Tips and best practices for getting the most from investigations.
By Brian Jones
Ground-penetrating radar (GPR) is one of the most accurate non-destructive testing methods available. To get the most from GPR surveying, it is essential to understand how GPR tools work and follow best practices when conducting surveys.Ground-penetrating radar (GPR) is one of the most accurate non-destructive testing methods available.
The key areas to be aware of include:
- target characteristics,
- survey design,
- correct antenna selection,
- best practices for setting up the system, and
- practical tips to guarantee success in the field.
Know your target characteristics
Before taking a single step in the field, investigators must determine the characteristics of the target they are looking for and the surrounding material they are imaging through. GPR travels at different velocities, depending on the material it is traveling through. For example, radar travels fastest through air — at about the speed of light — and slowest when traveling through water, about one-ninth the speed of light. Radar velocity for all other materials varies somewhere between that of air and water.
The value assigned to the GPR velocity through a material is called its dielectric. For example, air has a dielectric of 1 and water has a dielectric of 81, so all other materials have a value somewhere between 1 and 81. The dielectric value is used to calculate the radar velocity.
GPR equipment is looking for differences in the dielectric of the material, so surveying may be more difficult when two materials have electrical properties that are too similar (see Table 1). Users must assess whether there is enough difference between the target they are looking for and the target’s host material.
For example, when scanning concrete, operators may be looking for electrical and telecom conduits. These can be tougher to locate than metallic reinforcing steel due to the slight variation in dielectric between the concrete and these targets (especially if housed in PVC pipe). A tip for overcoming this issue is turning the antenna 90 degrees from its normal orientation. Collecting data in this way may pick up different information, better allowing the operator to see plastic conduits, and give a better sense of concrete thickness.
The same technique can work in utility locating and other layer mapping applications. In other words, if a GPR surveyor cannot see the pipe they think should be there, try turning the antenna 90 degrees. Or, scan in one direction, turn around, and come back in the other direction.
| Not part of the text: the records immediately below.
//! Rules keyed on known stretches of time.

use serde_json::Value;

use super::config::{ElectionWindow, SourceDefectWindow};
use super::{is_truthy, Claims};
use crate::diff::ChangedFieldSet;
use crate::errors::Result;
use crate::model::{Anomaly, Attribution, AttributionKind, Provenance};
use crate::rule::{Rule, RuleContext, RuleOutcome};

/// Aux slot remembering whether the source defect last set (`true`) or
/// cleared (`false`) the allergy flag
pub const CREEPING_ALLERGY_SLOT: &str = "creeping_allergy";

/// Elections held before the event feed recorded them
///
/// Everything that changed inside a window is blamed on that season's
/// election.
pub struct ElectionWindowRule {
    elections: Vec<ElectionWindow>,
}

impl ElectionWindowRule {
    const NAME: &'static str = "election_window";

    pub fn new(elections: Vec<ElectionWindow>) -> Self {
        Self { elections }
    }
}

impl Rule for ElectionWindowRule {
    fn name(&self) -> &str {
        Self::NAME
    }

    fn apply(&self, ctx: &mut RuleContext<'_>, changed: &ChangedFieldSet) -> Result<RuleOutcome> {
        let at = ctx.current.valid_from;
        Ok(match self.elections.iter().find(|e| e.contains(at)) {
            Some(election) => RuleOutcome::single(Attribution::new(
                AttributionKind::PreFeedElection,
                changed.iter(),
                Provenance::Scheduled {
                    season: election.season,
                },
            )),
            None => RuleOutcome::none(),
        })
    }
}

/// Allergy flags toggled by a source defect
///
/// Inside the defect window, a diff of only companion fields that toggles
/// the allergy flag is the defect at work. The defect sets the flag at
/// most once per entity and clears it only after that set. Aux state tracks
/// the flag, and any toggle breaking that order is reported as an anomaly.
pub struct CreepingAllergyRule {
    window: SourceDefectWindow,
}

impl CreepingAllergyRule {
    const NAME: &'static str = "creeping_allergy";

    pub fn new(window: SourceDefectWindow) -> Self {
        Self { window }
    }
}

impl Rule for CreepingAllergyRule {
    fn name(&self) -> &str {
        Self::NAME
    }

    fn apply(&self, ctx: &mut RuleContext<'_>, changed: &ChangedFieldSet) -> Result<RuleOutcome> {
        let field = &self.window.allergy_field;
        if ctx.predecessor.is_none()
            || !self.window.contains(ctx.current.valid_from)
            || !changed.contains(field)
            || !changed.is_subset_of(self.window.companions.iter().map(String::as_str))
        {
            return Ok(RuleOutcome::none());
        }

        let mut claims = Claims::new(Self::NAME, changed);
        let previously_set = ctx.aux_get(CREEPING_ALLERGY_SLOT).and_then(Value::as_bool);
        let now_set = is_truthy(ctx.current.field(field));

        let kind = if now_set {
            match previously_set {
                None => {}
                Some(true) => claims.anomaly(Anomaly::impossible_transition(
                    Self::NAME,
                    format!("{} set twice for {}", field, ctx.entity_id()),
                )),
                Some(false) => claims.anomaly(Anomaly::impossible_transition(
                    Self::NAME,
                    format!("{} set again after clearing for {}", field, ctx.entity_id()),
                )),
            }
            AttributionKind::CreepingAllergy
        } else {
            match previously_set {
                None => claims.anomaly(Anomaly::impossible_transition(
                    Self::NAME,
                    format!("{} cleared for {} without being set", field, ctx.entity_id()),
                )),
                Some(false) => claims.anomaly(Anomaly::impossible_transition(
                    Self::NAME,
                    format!("{} cleared twice for {}", field, ctx.entity_id()),
                )),
                Some(true) => {}
            }
            AttributionKind::CreepingDeallergize
        };

        ctx.aux_set(CREEPING_ALLERGY_SLOT, Value::Bool(now_set));
        claims.push(Attribution::unknown_time(kind, [field.clone()]))?;
        Ok(claims.finish())
    }
}

/// Zero fate spuriously replaced during the source defect window
pub struct FatelessFatedRule {
    window: SourceDefectWindow,
}

impl FatelessFatedRule {
    const NAME: &'static str = "fateless_fated";

    pub fn new(window: SourceDefectWindow) -> Self {
        Self { window }
    }
}

impl Rule for FatelessFatedRule {
    fn name(&self) -> &str {
        Self::NAME
    }

    fn apply(&self, ctx: &mut RuleContext<'_>, changed: &ChangedFieldSet) -> Result<RuleOutcome> {
        let Some(predecessor) = ctx.predecessor else {
            return Ok(RuleOutcome::none());
        };
        let field = &self.window.fate_field;
        let fated = self.window.contains(ctx.current.valid_from)
            && changed.contains(field)
            && changed.is_subset_of(self.window.companions.iter().map(String::as_str))
            && predecessor.number(field) == Some(0.0)
            && ctx.current.number(field).is_some_and(|fate| fate != 0.0);

        if !fated {
            return Ok(RuleOutcome::none());
        }
        Ok(RuleOutcome::single(Attribution::unknown_time(
            AttributionKind::FatelessFated,
            [field.clone()],
        )))
    }
}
Electrical conductivity of the surrounding material affects how deep surveyors can see. Since GPR emits electromagnetic energy, it is subject to attenuation (natural absorption) as it moves through a material. If the energy is moving through a resistive (low conductivity) material such as very dry sand, ice, or dry concrete, the signal can penetrate a great deal of material. If a material is conductive (clay soil, wet concrete), GPR energy gets absorbed before it has had the chance to go very far into the material.
GPR is best for inspecting materials with low electrical conductivity such as concrete, sand, wood, and asphalt. On the other hand, if the project involves locating a sewer line or an underground storage tank that is 8 to 10 feet below ground in wet, clay-filled soil, GPR might not be the appropriate tool for the job.
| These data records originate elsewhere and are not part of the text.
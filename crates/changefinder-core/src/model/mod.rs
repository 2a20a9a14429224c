pub mod attribution;
pub mod change;
pub mod snapshot;

pub use attribution::{Anomaly, AnomalyKind, Attribution, AttributionKind, Provenance};
pub use change::Change;
pub use snapshot::{EntityId, FieldName, Fields, Snapshot};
Choosing the best survey design
After determining the target’s electrical characteristics, as well as the size, type, and orientation of utility lines, post-tension cables, and objects of limited dimensions, including tanks and graves, investigators can design the survey.
If very high confidence is necessary, the survey design should be based on a bi-directional grid, with spacing between the lines equal to the smallest dimension of the targets. Where this is not possible due to obstructions, time, or budget constraints, the survey design should include a large overview grid, which would be followed by one or more smaller focused grids.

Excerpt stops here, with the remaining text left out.